> _WORK REQUIRED_: Write out every entry again exactly as it stands.
──────── DATA FOR THE TASK
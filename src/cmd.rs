// agentd - Command Abstraction and Driver
// Copyright 2026 Joseph Stone - All Rights Reserved
//
// Every invokable unit (agent role or hook tool) implements Command.
// main() is the one harness that parses flags, validates arguments,
// runs the command and turns every outcome into an exit code:
//   0 success | 1 execution failure | 2 usage failure

use crate::flags::{FlagError, FlagSet};
use std::io::Write;
use std::path::{Path, PathBuf};
use thiserror::Error;

/// Identity and help metadata of a command.
#[derive(Debug, Clone, Default, PartialEq, Eq)]
pub struct Info {
    pub name: String,
    /// Positional synopsis shown after `[options]`, e.g. `<command> ...`
    pub args: String,
    pub purpose: String,
    pub doc: String,
}

impl Info {
    pub fn new(name: &str, purpose: &str, doc: &str) -> Self {
        Self {
            name: name.to_string(),
            args: String::new(),
            purpose: purpose.to_string(),
            doc: doc.to_string(),
        }
    }

    pub fn with_args(mut self, args: &str) -> Self {
        self.args = args.to_string();
        self
    }

    /// Render the usage block for this command and its declared flags.
    pub fn help(&self, flags: &FlagSet<'_>) -> String {
        let mut out = format!("usage: {}", self.name);
        if flags.has_flags() {
            out.push_str(" [options]");
        }
        if !self.args.is_empty() {
            out.push(' ');
            out.push_str(&self.args);
        }
        out.push('\n');
        if !self.purpose.is_empty() {
            out.push_str(&format!("purpose: {}\n", self.purpose));
        }
        if flags.has_flags() {
            out.push_str("\noptions:\n");
            out.push_str(&flags.defaults());
        }
        let doc = self.doc.trim();
        if !doc.is_empty() {
            out.push_str(&format!("\n{}\n", doc));
        }
        out
    }
}

/// Output sinks and working directory for one invocation.
pub struct Context<'a> {
    pub dir: PathBuf,
    pub stdout: &'a mut dyn Write,
    pub stderr: &'a mut dyn Write,
}

impl<'a> Context<'a> {
    pub fn new(dir: impl Into<PathBuf>, stdout: &'a mut dyn Write, stderr: &'a mut dyn Write) -> Self {
        Self {
            dir: dir.into(),
            stdout,
            stderr,
        }
    }

    /// Resolve `path` against the invocation's working directory.
    pub fn abs_path(&self, path: impl AsRef<Path>) -> PathBuf {
        let path = path.as_ref();
        if path.is_absolute() {
            path.to_path_buf()
        } else {
            self.dir.join(path)
        }
    }
}

/// Outcomes the driver treats specially when returned from flag parsing,
/// `init` or `run`.
#[derive(Debug, Error)]
pub enum CmdError {
    /// Help was requested; the text goes to stdout and the exit code is 0.
    #[error("help requested")]
    Help(String),
    /// Usage failure that also prints the full usage text on stderr.
    #[error("{message}")]
    Usage { usage: String, message: String },
    #[error("unrecognized args: {}", quote_args(.0))]
    UnrecognizedArgs(Vec<String>),
    /// Exit with the failure code, the command already reported.
    #[error("")]
    Silent,
}

fn quote_args(args: &[String]) -> String {
    let quoted: Vec<String> = args.iter().map(|a| format!("{:?}", a)).collect();
    format!("[{}]", quoted.join(", "))
}

/// Default `init` for commands taking no positional arguments.
pub fn check_empty(args: &[String]) -> anyhow::Result<()> {
    if args.is_empty() {
        Ok(())
    } else {
        Err(CmdError::UnrecognizedArgs(args.to_vec()).into())
    }
}

/// An invokable operation. A fresh value serves exactly one invocation.
pub trait Command {
    fn info(&self) -> Info;

    /// Declare flags, binding them to fields of `self`.
    fn set_flags<'a>(&'a mut self, _flags: &mut FlagSet<'a>) {}

    fn init(&mut self, args: Vec<String>) -> anyhow::Result<()> {
        check_empty(&args)
    }

    fn run(&mut self, ctx: &mut Context<'_>) -> anyhow::Result<()>;

    /// Whether flags may appear after positional arguments.
    fn allow_interspersed_flags(&self) -> bool {
        true
    }
}

/// Parse flags declared by `command` out of `args`.
///
/// Help requests come back as `CmdError::Help` carrying the rendered text.
pub fn parse_flags(command: &mut dyn Command, info: &Info, args: &[String]) -> anyhow::Result<Vec<String>> {
    let intersperse = command.allow_interspersed_flags();
    let mut flags = FlagSet::new(&info.name);
    command.set_flags(&mut flags);
    match flags.parse(intersperse, args) {
        Ok(rest) => Ok(rest),
        Err(FlagError::Help) => Err(CmdError::Help(info.help(&flags)).into()),
        Err(e) => Err(e.into()),
    }
}

/// Run `command` with `args` (the program/command name excluded) and
/// return the exit code.
pub fn main(command: &mut dyn Command, ctx: &mut Context<'_>, args: &[String]) -> i32 {
    let info = command.info();
    let rest = match parse_flags(command, &info, args) {
        Ok(rest) => rest,
        Err(err) => return handle_usage_error(ctx, err),
    };
    if let Err(err) = command.init(rest) {
        return handle_usage_error(ctx, err);
    }
    match command.run(ctx) {
        Ok(()) => 0,
        Err(err) => {
            if let Some(CmdError::Help(text)) = err.downcast_ref::<CmdError>() {
                let _ = ctx.stdout.write_all(text.as_bytes());
                return 0;
            }
            if !matches!(err.downcast_ref::<CmdError>(), Some(CmdError::Silent)) {
                let _ = writeln!(ctx.stderr, "error: {:#}", err);
            }
            1
        }
    }
}

fn handle_usage_error(ctx: &mut Context<'_>, err: anyhow::Error) -> i32 {
    match err.downcast_ref::<CmdError>() {
        Some(CmdError::Help(text)) => {
            let _ = ctx.stdout.write_all(text.as_bytes());
            0
        }
        Some(CmdError::Silent) => 2,
        Some(CmdError::Usage { usage, message }) => {
            let _ = ctx.stderr.write_all(usage.as_bytes());
            let _ = writeln!(ctx.stderr, "error: {}", message);
            2
        }
        _ => {
            let _ = writeln!(ctx.stderr, "error: {:#}", err);
            2
        }
    }
}

// ============================================================================
// TESTS
// ============================================================================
────────────────
> _EXERCISE OUTPUT_:
filename src/cmd.rs
// agentd - Command Abstraction and Driver
// Copyright 2026 Joseph Stone - All Rights Reserved
//
// Every invokable unit (agent role or hook tool) implements Command.
// main() is the one harness that parses flags, validates arguments,
// runs the command and turns every outcome into an exit code:
//   0 success | 1 execution failure | 2 usage failure

use crate::flags::{FlagError, FlagSet};
use std::io::Write;
use std::path::{Path, PathBuf};
use thiserror::Error;

/// Identity and help metadata of a command.
#[derive(Debug, Clone, Default, PartialEq, Eq)]
pub struct Info {
    pub name: String,
    /// Positional synopsis shown after `[options]`, e.g. `<command> ...`
    pub args: String,
    pub purpose: String,
    pub doc: String,
}

impl Info {
    pub fn new(name: &str, purpose: &str, doc: &str) -> Self {
        Self {
            name: name.to_string(),
            args: String::new(),
            purpose: purpose.to_string(),
            doc: doc.to_string(),
        }
    }

    pub fn with_args(mut self, args: &str) -> Self {
        self.args = args.to_string();
        self
    }

    /// Render the usage block for this command and its declared flags.
    pub fn help(&self, flags: &FlagSet<'_>) -> String {
        let mut out = format!("usage: {}", self.name);
        if flags.has_flags() {
            out.push_str(" [options]");
        }
        if !self.args.is_empty() {
            out.push(' ');
            out.push_str(&self.args);
        }
        out.push('\n');
        if !self.purpose.is_empty() {
            out.push_str(&format!("purpose: {}\n", self.purpose));
        }
        if flags.has_flags() {
            out.push_str("\noptions:\n");
            out.push_str(&flags.defaults());
        }
        let doc = self.doc.trim();
        if !doc.is_empty() {
            out.push_str(&format!("\n{}\n", doc));
        }
        out
    }
}

/// Output sinks and working directory for one invocation.
pub struct Context<'a> {
    pub dir: PathBuf,
    pub stdout: &'a mut dyn Write,
    pub stderr: &'a mut dyn Write,
}

impl<'a> Context<'a> {
    pub fn new(dir: impl Into<PathBuf>, stdout: &'a mut dyn Write, stderr: &'a mut dyn Write) -> Self {
        Self {
            dir: dir.into(),
            stdout,
            stderr,
        }
    }

    /// Resolve `path` against the invocation's working directory.
    pub fn abs_path(&self, path: impl AsRef<Path>) -> PathBuf {
        let path = path.as_ref();
        if path.is_absolute() {
            path.to_path_buf()
        } else {
            self.dir.join(path)
        }
    }
}

/// Outcomes the driver treats specially when returned from flag parsing,
/// `init` or `run`.
#[derive(Debug, Error)]
pub enum CmdError {
    /// Help was requested; the text goes to stdout and the exit code is 0.
    #[error("help requested")]
    Help(String),
    /// Usage failure that also prints the full usage text on stderr.
    #[error("{message}")]
    Usage { usage: String, message: String },
    #[error("unrecognized args: {}", quote_args(.0))]
    UnrecognizedArgs(Vec<String>),
    /// Exit with the failure code, the command already reported.
    #[error("")]
    Silent,
}

fn quote_args(args: &[String]) -> String {
    let quoted: Vec<String> = args.iter().map(|a| format!("{:?}", a)).collect();
    format!("[{}]", quoted.join(", "))
}

/// Default `init` for commands taking no positional arguments.
pub fn check_empty(args: &[String]) -> anyhow::Result<()> {
    if args.is_empty() {
        Ok(())
    } else {
        Err(CmdError::UnrecognizedArgs(args.to_vec()).into())
    }
}

/// An invokable operation. A fresh value serves exactly one invocation.
pub trait Command {
    fn info(&self) -> Info;

    /// Declare flags, binding them to fields of `self`.
    fn set_flags<'a>(&'a mut self, _flags: &mut FlagSet<'a>) {}

    fn init(&mut self, args: Vec<String>) -> anyhow::Result<()> {
        check_empty(&args)
    }

    fn run(&mut self, ctx: &mut Context<'_>) -> anyhow::Result<()>;

    /// Whether flags may appear after positional arguments.
    fn allow_interspersed_flags(&self) -> bool {
        true
    }
}

/// Parse flags declared by `command` out of `args`.
///
/// Help requests come back as `CmdError::Help` carrying the rendered text.
pub fn parse_flags(command: &mut dyn Command, info: &Info, args: &[String]) -> anyhow::Result<Vec<String>> {
    let intersperse = command.allow_interspersed_flags();
    let mut flags = FlagSet::new(&info.name);
    command.set_flags(&mut flags);
    match flags.parse(intersperse, args) {
        Ok(rest) => Ok(rest),
        Err(FlagError::Help) => Err(CmdError::Help(info.help(&flags)).into()),
        Err(e) => Err(e.into()),
    }
}

/// Run `command` with `args` (the program/command name excluded) and
/// return the exit code.
pub fn main(command: &mut dyn Command, ctx: &mut Context<'_>, args: &[String]) -> i32 {
    let info = command.info();
    let rest = match parse_flags(command, &info, args) {
        Ok(rest) => rest,
        Err(err) => return handle_usage_error(ctx, err),
    };
    if let Err(err) = command.init(rest) {
        return handle_usage_error(ctx, err);
    }
    match command.run(ctx) {
        Ok(()) => 0,
        Err(err) => {
            if let Some(CmdError::Help(text)) = err.downcast_ref::<CmdError>() {
                let _ = ctx.stdout.write_all(text.as_bytes());
                return 0;
            }
            if !matches!(err.downcast_ref::<CmdError>(), Some(CmdError::Silent)) {
                let _ = writeln!(ctx.stderr, "error: {:#}", err);
            }
            1
        }
    }
}

fn handle_usage_error(ctx: &mut Context<'_>, err: anyhow::Error) -> i32 {
    match err.downcast_ref::<CmdError>() {
        Some(CmdError::Help(text)) => {
            let _ = ctx.stdout.write_all(text.as_bytes());
            0
        }
        Some(CmdError::Silent) => 2,
        Some(CmdError::Usage { usage, message }) => {
            let _ = ctx.stderr.write_all(usage.as_bytes());
            let _ = writeln!(ctx.stderr, "error: {}", message);
            2
        }
        _ => {
            let _ = writeln!(ctx.stderr, "error: {:#}", err);
            2
        }
    }
}

// ============================================================================
// TESTS
// ============================================================================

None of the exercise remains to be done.